Monday, September 05, 2011

so much for moving to a new environment

it truly is a small small world.

i was thinking that if i left the company i was currently in to move to this other one that i'd be rid of some of that pent up anger and negative energy from working in the previous company. i had anticipated that some of the people who i worked with would be here but i didn't think i would see so many people i know.

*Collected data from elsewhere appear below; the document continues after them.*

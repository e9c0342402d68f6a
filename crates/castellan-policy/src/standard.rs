//! Standard policy constructors.
//!
//! These cover the policies most services need. Each one is pure and, where
//! possible, carries a storage-predicate translation so list endpoints can
//! filter at the storage layer.

use castellan_types::{AttributeSet, AttributeValue};

use crate::predicate::{FilterOperator, RowFilter, StoragePredicate};
use crate::registry::{Policy, PolicyError};

/// Standard policies.
pub struct StandardPolicies;

impl StandardPolicies {
    /// Allows every subject that has an attribute set.
    pub fn allow_all() -> Policy {
        Policy::new(|_, _, _| Ok(true)).with_predicate(|_| Some(StoragePredicate::All))
    }

    /// Denies everything.
    pub fn deny_all() -> Policy {
        Policy::new(|_, _, _| Ok(false)).with_predicate(|_| Some(StoragePredicate::Nothing))
    }

    /// Allows subjects holding `role` in the evaluated service.
    pub fn require_role(role: impl Into<String>) -> Policy {
        let role = role.into();
        let check_role = role.clone();
        Policy::new(move |attrs, _, _| Ok(attrs.has_role(&check_role))).with_predicate(
            move |attrs| {
                Some(if attrs.has_role(&role) {
                    StoragePredicate::All
                } else {
                    StoragePredicate::Nothing
                })
            },
        )
    }

    /// Allows subjects holding `role` globally, or scoped to the evaluated resource.
    ///
    /// Resources without an id only match a global grant. In list views a
    /// global grant allows everything; scoped grants alone fall back to
    /// per-item evaluation.
    pub fn require_role_on_resource(role: impl Into<String>) -> Policy {
        let role = role.into();
        let check_role = role.clone();
        Policy::new(move |attrs, resource, _| {
            Ok(match resource.resource_id() {
                Some(id) => attrs.has_role_on(&check_role, &id),
                None => attrs.has_role(&check_role),
            })
        })
        .with_predicate(move |attrs| {
            if attrs.has_role(&role) {
                Some(StoragePredicate::All)
            } else if attrs.scoped_resources(&role).is_some() {
                None
            } else {
                Some(StoragePredicate::Nothing)
            }
        })
    }

    /// Allows subjects holding any of `roles`.
    pub fn require_any_role<I, S>(roles: I) -> Policy
    where
        I: IntoIterator<Item = S>,
        S: Into<String>,
    {
        let roles: Vec<String> = roles.into_iter().map(Into::into).collect();
        let check_roles = roles.clone();
        Policy::new(move |attrs, _, _| Ok(check_roles.iter().any(|r| attrs.has_role(r))))
            .with_predicate(move |attrs| {
                Some(if roles.iter().any(|r| attrs.has_role(r)) {
                    StoragePredicate::All
                } else {
                    StoragePredicate::Nothing
                })
            })
    }

    /// Allows subjects that own the resource.
    ///
    /// The resource exposes its owner's subject id as the integer attribute
    /// `owner_field`. A resource without that attribute is an evaluation error.
    /// Subject ids outside the integer attribute range own nothing.
    pub fn owner(owner_field: impl Into<String>) -> Policy {
        let field = owner_field.into();
        let check_field = field.clone();
        Policy::new(move |attrs, resource, _| {
            let owner = resource
                .attribute(&check_field)
                .ok_or_else(|| PolicyError::MissingResourceAttribute(check_field.clone()))?;
            Ok(subject_value(attrs).is_some_and(|me| owner == me))
        })
        .with_predicate(move |attrs| {
            Some(match subject_value(attrs) {
                Some(me) => {
                    StoragePredicate::filter(RowFilter::new(field.clone(), FilterOperator::Eq, me))
                }
                None => StoragePredicate::Nothing,
            })
        })
    }

    /// Allows subjects whose attribute `subject_attribute` matches the
    /// resource attribute `resource_attribute`.
    ///
    /// A list-valued subject attribute matches when it contains the resource
    /// value. A subject without the attribute is denied; a resource without
    /// the attribute is an evaluation error.
    pub fn attribute_matches(
        subject_attribute: impl Into<String>,
        resource_attribute: impl Into<String>,
    ) -> Policy {
        let subject_attribute = subject_attribute.into();
        let resource_attribute = resource_attribute.into();
        let (check_subject, check_resource) = (subject_attribute.clone(), resource_attribute.clone());

        Policy::new(move |attrs, resource, _| {
            let Some(expected) = attrs.attribute(&check_subject) else {
                return Ok(false);
            };
            let actual = resource
                .attribute(&check_resource)
                .ok_or_else(|| PolicyError::MissingResourceAttribute(check_resource.clone()))?;
            Ok(expected.matches(&actual))
        })
        .with_predicate(move |attrs| {
            let Some(expected) = attrs.attribute(&subject_attribute) else {
                return Some(StoragePredicate::Nothing);
            };
            let operator = match expected {
                AttributeValue::IntegerList(_) | AttributeValue::StringList(_)
                    if expected.literals().is_empty() =>
                {
                    return Some(StoragePredicate::Nothing);
                }
                AttributeValue::IntegerList(_) | AttributeValue::StringList(_) => {
                    FilterOperator::In
                }
                _ => FilterOperator::Eq,
            };
            Some(StoragePredicate::filter(RowFilter::new(
                resource_attribute.clone(),
                operator,
                expected.clone(),
            )))
        })
    }

    /// Allows subjects whose `customer_ids` attribute contains the resource's `customerId`.
    pub fn customer_match() -> Policy {
        Self::attribute_matches("customer_ids", "customerId")
    }

    /// Allows when any of `policies` allows.
    ///
    /// A failing member counts as a deny for that member only. Combinations
    /// are not translatable and fall back to per-item evaluation in list views.
    pub fn any_of(policies: Vec<Policy>) -> Policy {
        Policy::new(move |attrs, resource, action| {
            Ok(policies
                .iter()
                .any(|p| p.evaluate(attrs, resource, action).unwrap_or(false)))
        })
    }

    /// Allows when all of `policies` allow. Any member error is an error.
    pub fn all_of(policies: Vec<Policy>) -> Policy {
        Policy::new(move |attrs, resource, action| {
            for p in &policies {
                if !p.evaluate(attrs, resource, action)? {
                    return Ok(false);
                }
            }
            Ok(true)
        })
    }
}

fn subject_value(attrs: &AttributeSet) -> Option<AttributeValue> {
    i64::try_from(u64::from(attrs.subject_id))
        .ok()
        .map(AttributeValue::Integer)
}

#[cfg(test)]
mod tests {
    use super::*;
    use castellan_types::{ResourceAttributes, ServiceName, SubjectId};
    use chrono::Utc;

    fn subject(id: u64) -> AttributeSet {
        AttributeSet::new(
            SubjectId::new(id),
            ServiceName::new("billing_api").unwrap(),
            Utc::now(),
        )
    }

    #[test]
    fn test_require_role() {
        let policy = StandardPolicies::require_role("billing_admin");
        let resource = ResourceAttributes::new();

        assert_eq!(
            policy.evaluate(&subject(42).with_role("billing_admin"), &resource, "edit"),
            Ok(true)
        );
        assert_eq!(policy.evaluate(&subject(42), &resource, "edit"), Ok(false));
        assert_eq!(
            policy.predicate(&subject(42)),
            Some(StoragePredicate::Nothing)
        );
    }

    #[test]
    fn test_owner_policy() {
        let policy = StandardPolicies::owner("owner_id");
        let owned = ResourceAttributes::new().with_attribute("owner_id", AttributeValue::Integer(7));

        assert_eq!(policy.evaluate(&subject(7), &owned, "edit"), Ok(true));
        assert_eq!(policy.evaluate(&subject(8), &owned, "edit"), Ok(false));
        assert_eq!(
            policy.evaluate(&subject(7), &ResourceAttributes::new(), "edit"),
            Err(PolicyError::MissingResourceAttribute("owner_id".to_string()))
        );
        assert_eq!(
            policy.predicate(&subject(7)).unwrap().to_where_clause().unwrap(),
            "owner_id = 7"
        );
    }

    #[test]
    fn test_owner_rejects_subject_ids_beyond_integer_range() {
        let policy = StandardPolicies::owner("owner_id");
        let max_owned =
            ResourceAttributes::new().with_attribute("owner_id", AttributeValue::Integer(i64::MAX));

        assert_eq!(policy.evaluate(&subject(u64::MAX), &max_owned, "edit"), Ok(false));
        assert_eq!(
            policy.evaluate(&subject(i64::MAX.unsigned_abs() + 1), &max_owned, "edit"),
            Ok(false)
        );
        assert_eq!(policy.evaluate(&subject(i64::MAX.unsigned_abs()), &max_owned, "edit"), Ok(true));
        assert_eq!(
            policy.predicate(&subject(u64::MAX)),
            Some(StoragePredicate::Nothing)
        );
    }

    #[test]
    fn test_require_role_on_resource() {
        let policy = StandardPolicies::require_role_on_resource("editor");
        let scoped = subject(42).with_scoped_role("editor", "doc-5");
        let doc = |id: &str| ResourceAttributes::new().with_id(id);

        assert_eq!(policy.evaluate(&scoped, &doc("doc-5"), "edit"), Ok(true));
        assert_eq!(policy.evaluate(&scoped, &doc("doc-999"), "edit"), Ok(false));
        assert_eq!(policy.evaluate(&scoped, &ResourceAttributes::new(), "edit"), Ok(false));
        assert_eq!(policy.predicate(&scoped), None);

        let global = subject(42).with_role("editor");
        assert_eq!(policy.evaluate(&global, &doc("doc-999"), "edit"), Ok(true));
        assert_eq!(policy.predicate(&global), Some(StoragePredicate::All));
        assert_eq!(policy.predicate(&subject(42)), Some(StoragePredicate::Nothing));
    }

    #[test]
    fn test_require_role_ignores_scoped_grants() {
        let policy = StandardPolicies::require_role("editor");
        let scoped = subject(42).with_scoped_role("editor", "doc-5");
        let doc = ResourceAttributes::new().with_id("doc-5");

        assert_eq!(policy.evaluate(&scoped, &doc, "edit"), Ok(false));
    }

    #[test]
    fn test_customer_match_with_no_customers_lists_nothing() {
        let policy = StandardPolicies::customer_match();
        let attrs = subject(42).with_attribute("customer_ids", AttributeValue::IntegerList(vec![]));

        let predicate = policy.predicate(&attrs).unwrap();
        assert_eq!(predicate, StoragePredicate::Nothing);
        assert_eq!(predicate.to_where_clause().unwrap(), "FALSE");
    }

    #[test]
    fn test_customer_match() {
        let policy = StandardPolicies::customer_match();
        let attrs =
            subject(42).with_attribute("customer_ids", AttributeValue::IntegerList(vec![100, 200]));
        let other =
            ResourceAttributes::new().with_attribute("customerId", AttributeValue::Integer(300));
        let mine =
            ResourceAttributes::new().with_attribute("customerId", AttributeValue::Integer(100));

        assert_eq!(policy.evaluate(&attrs, &other, "view"), Ok(false));
        assert_eq!(policy.evaluate(&attrs, &mine, "view"), Ok(true));
        assert_eq!(policy.evaluate(&subject(42), &mine, "view"), Ok(false));
        assert_eq!(
            policy.predicate(&attrs).unwrap().to_where_clause().unwrap(),
            "customerId IN (100, 200)"
        );
    }

    #[test]
    fn test_any_of_and_all_of() {
        let role_or_owner = StandardPolicies::any_of(vec![
            StandardPolicies::require_role("support"),
            StandardPolicies::owner("owner_id"),
        ]);
        let resource = ResourceAttributes::new().with_attribute("owner_id", AttributeValue::Integer(1));

        assert_eq!(role_or_owner.evaluate(&subject(1), &resource, "v"), Ok(true));
        assert_eq!(
            role_or_owner.evaluate(&subject(2).with_role("support"), &resource, "v"),
            Ok(true)
        );
        assert_eq!(role_or_owner.evaluate(&subject(2), &resource, "v"), Ok(false));
        assert!(!role_or_owner.is_translatable());

        let both = StandardPolicies::all_of(vec![
            StandardPolicies::require_role("support"),
            StandardPolicies::owner("owner_id"),
        ]);
        assert_eq!(both.evaluate(&subject(1), &resource, "v"), Ok(false));
        assert_eq!(
            both.evaluate(&subject(1).with_role("support"), &resource, "v"),
            Ok(true)
        );
    }
}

a friend had a recommendation for me: if you don't want to see them, chances are, they feel the same way about you. so if you see anyone you know, just smile. if they don't smile back, you just stay as you were, as if you haven't seen anyone or anything.


***

it doesn't really help that we see each other still. or we talk on the phone everyday. or text each other. or email each other. part of the reason i took this gig was to run away from you. forget you. well, not really forget you, but get over the romantic feelings for you. because there are days when i can't draw the line anymore. we're not together anymore, we don't work together but somehow it just feels like i never left.

of course, i'm over you. there are just days when you tend to act a certain way which makes me react a certain way and frankly, i don't want to have to deal with that all over again. it's exhausting, to say the least. if you decide to move here then it will never help me. i have moved on from those feelings. i am okay with us being friends. you just have to act like one. it doesn't help me, as a person, when you as a friend, say this and that, but you're never really up to it. i don't need an absentee best friend. if you move, we'll start fighting again and there will be talk again and i'm so sick of that drama. you moving will mean that i have someone to rely on, some of the time, but more for me to worry about.

i wish you the best of everything. i know you are a great person and i know you will make a wonderful contribution, given your amass of talent to this company. i just won't know how to deal.